# Self image/body issues



## trini (Jun 19, 2014)

Does a person's battle to be fit and healthy...and happy in own's own skin change when one gets older vs when one is younger. Once you are married, and have a child and are no longer going out as much, or trying to look sexy and be attractive to get guys to ask you out, when does it change how important your weight is. Why should I strive to be 15 pounds lighter (vs slightly plump) if I am healthy in both instances (medically) and the only sole reason for the 15 pounds weight loss is to look sexy in society's standards in front of the world when I can still feel sexy to myself and look sexy in a sling dress to my husband and it doesn't matter anymore. 

I know being fit and sexy and healthy is ALWAYS more fun than being plump no matter what age you are but Does it become LESS appealing with time? So in your early 20s when you are single and young vs. mid to late 30s with a kid, married vs. 40s with kids, married.

Just wondering.


----------



## bbdad (Feb 11, 2013)

I am in my 40's, self employed, 2 kids, married and in better shape than any point in my life previously. I am actually doing a body building show in 2 weeks. So, I am not sure the desire to be fit ever changes. 

However, if you hate exercise and you/your spouse are happy with your looks, then so be it. Just don't let yourself get overweight to the point of being unhealthy.


----------



## VermisciousKnid (Dec 27, 2011)

I think a lot of people fall in to the trap of thinking that if they are happy with their looks then their spouse should automatically be happy with them as well.

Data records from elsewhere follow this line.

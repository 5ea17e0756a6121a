//! Configuration for the toolwire server.
//!
//! Every field has a default, so an empty file (or no file) is a valid
//! configuration. Environment overrides are applied after loading and before
//! validation.

#![warn(missing_docs, clippy::pedantic)]

pub mod loader;
pub mod schema;

use std::path::PathBuf;

use thiserror::Error;

pub use loader::{
    ENV_LOG_LEVEL, ENV_MAX_IN_FLIGHT, ENV_REMOTE_URL, load, load_or_default, load_with_env,
};
pub use schema::{LoggingConfig, RemoteLookupConfig, ServerConfig, ToolwireConfig};

/// Errors raised while loading or validating configuration.
#[derive(Debug, Error)]
pub enum ConfigError {
    /// The file could not be read.
    #[error("failed to read config file {path}: {source}")]
    Io {
        /// File that failed to load.
        path: PathBuf,
        /// Underlying I/O error.
        #[source]
        source: std::io::Error,
    },
    /// The file is not valid TOML for this schema.
    #[error("failed to parse config file {path}: {source}")]
    Parse {
        /// File that failed to parse.
        path: PathBuf,
        /// Underlying TOML error.
        #[source]
        source: toml::de::Error,
    },
    /// A value is out of range or malformed.
    #[error("invalid configuration: {field} {reason}")]
    Invalid {
        /// Dotted path of the offending field.
        field: &'static str,
        /// What is wrong with it.
        reason: String,
    },
}

impl ConfigError {
    /// Creates a validation error for `field`.
    #[must_use]
    pub fn invalid(field: &'static str, reason: impl Into<String>) -> Self {
        Self::Invalid {
            field,
            reason: reason.into(),
        }
    }
}

/// Result alias for configuration operations.
pub type ConfigResult<T> = Result<T, ConfigError>;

But if you gained a bunch of weight after marriage or your husband traded his clean shaven look and trim physique for a mullet, beard, and beer belly would that change your relationship in some ways? Maybe. Maybe not. 

I think everyone should be able to deal with the changes caused by aging. Wrinkles and sagging are going to happen. It's normal. Weight gain could happen due to a sedentary lifestyle or medical conditions. Weight gain could also happen if you had been starving yourself before marriage and then began to eat normally after. 

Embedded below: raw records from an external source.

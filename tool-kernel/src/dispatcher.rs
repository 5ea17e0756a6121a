//! Request handler backed by a static [`ToolRegistry`].

use std::fmt;
use std::sync::Arc;
use std::time::Instant;

use async_trait::async_trait;
use serde_json::{Map, Value};
use tool_registry::{ToolError, ToolRegistry};
use tracing::debug;

use crate::handlers::{DispatchError, DispatchResult, RequestContext, RequestHandler};
use crate::protocol::{
    CallToolParams, DEFAULT_PROTOCOL_VERSION, InitializeParams, InitializeResult, ListToolsResult,
    ServerCapabilities, ServerInfo,
};

/// Routes `tools/list` and `tools/call` to a registry and answers the
/// session handshake.
pub struct ToolDispatcher {
    registry: Arc<ToolRegistry>,
    server_info: ServerInfo,
    protocol_version: String,
    listing: Value,
}

impl fmt::Debug for ToolDispatcher {
    fn fmt(&self, f: &mut fmt::Formatter<'_>) -> fmt::Result {
        f.debug_struct("ToolDispatcher")
            .field("registry", &self.registry)
            .field("server_info", &self.server_info)
            .finish_non_exhaustive()
    }
}

impl ToolDispatcher {
    /// Creates a dispatcher over the supplied registry.
    ///
    /// The tool listing is encoded once here; the registry is immutable, so
    /// every `tools/list` answer is identical.
    ///
    /// # Errors
    ///
    /// Returns the serializer error if a descriptor cannot be encoded.
    pub fn new(registry: Arc<ToolRegistry>, server_info: ServerInfo) -> serde_json::Result<Self> {
        let listing = serde_json::to_value(ListToolsResult {
            tools: registry.list(),
        })?;

        Ok(Self {
            registry,
            server_info,
            protocol_version: DEFAULT_PROTOCOL_VERSION.to_owned(),
            listing,
        })
    }

    /// Overrides the protocol version reported when the client does not
    /// request one.
    #[must_use]
    pub fn with_protocol_version(mut self, version: impl Into<String>) -> Self {
        self.protocol_version = version.into();
        self
    }

    /// Returns the registry served by this dispatcher.
    #[must_use]
    pub fn registry(&self) -> &ToolRegistry {
        &self.registry
    }

    /// Returns the encoded `tools/list` result.
    #[must_use]
    pub fn listing(&self) -> &Value {
        &self.listing
    }
}

#[async_trait]
impl RequestHandler for ToolDispatcher {
    async fn handle_initialize(&self, ctx: &RequestContext) -> DispatchResult {
        let params: InitializeParams = match ctx.request().params() {
            None | Some(Value::Null) => InitializeParams::default(),
            Some(raw) => serde_json::from_value(raw.clone()).map_err(|err| {
                DispatchError::invalid_arguments(format!("invalid initialize params: {err}"))
            })?,
        };

        let protocol_version = match params.protocol_version {
            Some(Value::String(requested)) => requested,
            _ => self.protocol_version.clone(),
        };
        debug!(%protocol_version, "session initialized");

        let result = InitializeResult {
            protocol_version,
            capabilities: ServerCapabilities::default(),
            server_info: self.server_info.clone(),
        };
        serde_json::to_value(result).map_err(|err| {
            DispatchError::invalid_arguments(format!("cannot encode initialize result: {err}"))
        })
    }

    async fn handle_ping(&self, _ctx: &RequestContext) -> DispatchResult {
        Ok(Value::Object(Map::new()))
    }

    async fn handle_list_tools(&self, _ctx: &RequestContext) -> DispatchResult {
        Ok(self.listing.clone())
    }

    async fn handle_call_tool(&self, ctx: &RequestContext) -> DispatchResult {
        let params = parse_call_params(ctx.request().params())?;

        let handle = self
            .registry
            .find(&params.name)
            .ok_or_else(|| DispatchError::ToolNotFound {
                name: params.name.clone(),
            })?;

        let arguments = handle.validate(params.arguments.unwrap_or_default())?;

        let started = Instant::now();
        let value = handle
            .invoke(arguments)
            .await
            .map_err(|err| DispatchError::ToolExecutionFailed {
                name: params.name.clone(),
                reason: summarize(err),
            })?;
        debug!(
            tool = %params.name,
            elapsed_ms = started.elapsed().as_millis(),
            "tool completed"
        );

        let mut result = Map::new();
        result.insert("toolResult".to_owned(), value);
        Ok(Value::Object(result))
    }
}

fn parse_call_params(params: Option<&Value>) -> DispatchResult<CallToolParams> {
    let Some(params) = params else {
        return Err(DispatchError::invalid_arguments(
            "tools/call requires params with a tool name",
        ));
    };
    serde_json::from_value(params.clone())
        .map_err(|err| DispatchError::invalid_arguments(format!("invalid tools/call params: {err}")))
}

fn summarize(err: ToolError) -> String {
    match err {
        ToolError::Execution { reason } => reason,
        other => other.to_string(),
    }
}

#[cfg(test)]
mod tests {
    use super::*;
    use crate::handlers::dispatch_request;
    use crate::protocol::{ErrorCode, Request, Response};
    use serde_json::json;
    use std::sync::atomic::{AtomicUsize, Ordering};
    use tool_primitives::{RequestId, SessionId};
    use tool_registry::{FieldType, InputSchema, ToolDescriptor, ValidatedArguments};

    fn registry(calls: Arc<AtomicUsize>) -> Arc<ToolRegistry> {
        let schema = InputSchema::builder()
            .required("a", FieldType::Number)
            .required("b", FieldType::Number)
            .build()
            .unwrap();
        let failing = ToolDescriptor::new("always_fails", "Fails every time").unwrap();

        let registry = ToolRegistry::builder()
            .register(
                ToolDescriptor::new("add", "Adds").unwrap().with_input_schema(schema),
                move |args: ValidatedArguments| {
                    let calls = Arc::clone(&calls);
                    async move {
                        calls.fetch_add(1, Ordering::SeqCst);
                        let total = args.number("a").unwrap_or_default()
                            + args.number("b").unwrap_or_default();
                        Ok::<_, ToolError>(json!(total))
                    }
                },
            )
            .unwrap()
            .register(failing, |_args: ValidatedArguments| async move {
                Err::<Value, _>(ToolError::execution("upstream returned 502"))
            })
            .unwrap()
            .build();
        Arc::new(registry)
    }

    fn dispatcher(calls: Arc<AtomicUsize>) -> ToolDispatcher {
        ToolDispatcher::new(registry(calls), ServerInfo::new("test-server", "0.0.1")).unwrap()
    }

    async fn call(dispatcher: &ToolDispatcher, id: &str, method: &str, params: Value) -> Response {
        let request = Request::new(RequestId::from(id), method, Some(params));
        let ctx = RequestContext::from_request(SessionId::random(), request);
        dispatch_request(dispatcher, ctx).await
    }

    #[tokio::test]
    async fn call_tool_wraps_result() {
        let dispatcher = dispatcher(Arc::new(AtomicUsize::new(0)));
        let response = call(
            &dispatcher,
            "1",
            "tools/call",
            json!({ "name": "add", "arguments": { "a": 1.5, "b": 2 } }),
        )
        .await;
        assert_eq!(response.result(), Some(&json!({ "toolResult": 3.5 })));
    }

    #[tokio::test]
    async fn missing_argument_never_reaches_handler() {
        let calls = Arc::new(AtomicUsize::new(0));
        let dispatcher = dispatcher(Arc::clone(&calls));
        let response = call(
            &dispatcher,
            "2",
            "tools/call",
            json!({ "name": "add", "arguments": { "a": 1 } }),
        )
        .await;

        let error = response.error().expect("should fail");
        assert_eq!(error.code, ErrorCode::InvalidArguments);
        assert!(error.message.contains("`b`"));
        assert_eq!(calls.load(Ordering::SeqCst), 0);
    }

    #[tokio::test]
    async fn unknown_tool_is_reported_by_name() {
        let dispatcher = dispatcher(Arc::new(AtomicUsize::new(0)));
        let response = call(
            &dispatcher,
            "3",
            "tools/call",
            json!({ "name": "unknown_tool", "arguments": {} }),
        )
        .await;

        assert_eq!(response.id(), &RequestId::from("3"));
        let error = response.error().expect("should fail");
        assert_eq!(error.code, ErrorCode::ToolNotFound);
        assert!(error.message.contains("unknown_tool"));
    }

    #[tokio::test]
    async fn handler_failure_is_reported_as_data() {
        let dispatcher = dispatcher(Arc::new(AtomicUsize::new(0)));
        let response = call(&dispatcher, "4", "tools/call", json!({ "name": "always_fails" })).await;

        let error = response.error().expect("should fail");
        assert_eq!(error.code, ErrorCode::ToolExecutionFailed);
        assert_eq!(error.message, "tool `always_fails` failed: upstream returned 502");
    }

    #[tokio::test]
    async fn malformed_call_params_are_invalid_arguments() {
        let dispatcher = dispatcher(Arc::new(AtomicUsize::new(0)));
        for params in [
            json!({ "arguments": {} }),
            json!({ "name": "add", "arguments": [1, 2] }),
            json!("add"),
        ] {
            let response = call(&dispatcher, "5", "tools/call", params).await;
            assert_eq!(response.error().unwrap().code, ErrorCode::InvalidArguments);
        }

        let request = Request::new(RequestId::from("6"), "tools/call", None);
        let response =
            dispatch_request(&dispatcher, RequestContext::from_request(SessionId::random(), request))
                .await;
        assert_eq!(response.error().unwrap().code, ErrorCode::InvalidArguments);
    }

    #[tokio::test]
    async fn list_tools_is_stable() {
        let dispatcher = dispatcher(Arc::new(AtomicUsize::new(0)));
        let first = call(&dispatcher, "7", "tools/list", Value::Null).await;
        let second = call(&dispatcher, "8", "tools/list", json!({ "ignored": true })).await;

        let first = serde_json::to_vec(first.result().unwrap()).unwrap();
        let second = serde_json::to_vec(second.result().unwrap()).unwrap();
        assert_eq!(first, second);

        let listing: Value = serde_json::from_slice(&first).unwrap();
        assert_eq!(listing["tools"][0]["name"], "add");
        assert_eq!(listing["tools"][0]["inputSchema"]["required"], json!(["a", "b"]));
        assert_eq!(listing["tools"][1]["name"], "always_fails");
    }

    #[tokio::test]
    async fn initialize_echoes_requested_version() {
        let dispatcher = dispatcher(Arc::new(AtomicUsize::new(0)));
        let response = call(
            &dispatcher,
            "9",
            "initialize",
            json!({ "protocolVersion": "2025-06-18", "clientInfo": { "name": "cli" } }),
        )
        .await;
        let result = response.result().unwrap();
        assert_eq!(result["protocolVersion"], "2025-06-18");
        assert_eq!(result["serverInfo"], json!({ "name": "test-server", "version": "0.0.1" }));
        assert_eq!(result["capabilities"], json!({ "tools": {} }));

        let response = call(&dispatcher, "10", "initialize", Value::Null).await;
        assert_eq!(
            response.result().unwrap()["protocolVersion"],
            DEFAULT_PROTOCOL_VERSION
        );
    }

    #[tokio::test]
    async fn ping_returns_empty_object() {
        let dispatcher = dispatcher(Arc::new(AtomicUsize::new(0)));
        let response = call(&dispatcher, "11", "ping", Value::Null).await;
        assert_eq!(response.result(), Some(&json!({})));
    }
}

In the end the only two who matter are you and your H.


----------



## richardsharpe (Jul 8, 2014)

Good evening all
In my opinion healthy and happy IS attractive. Healthy means whatever weight makes you feel good. 

I don't think people should strive to be athletes, but anyone under the age of 80 and without some disability should think that walking a mile or two on the beach with their partner would be a nice romantic thing to do, not a difficult chore.

Don't sweat the wrinkles - if you love someone you don't notice their wrinkles.


----------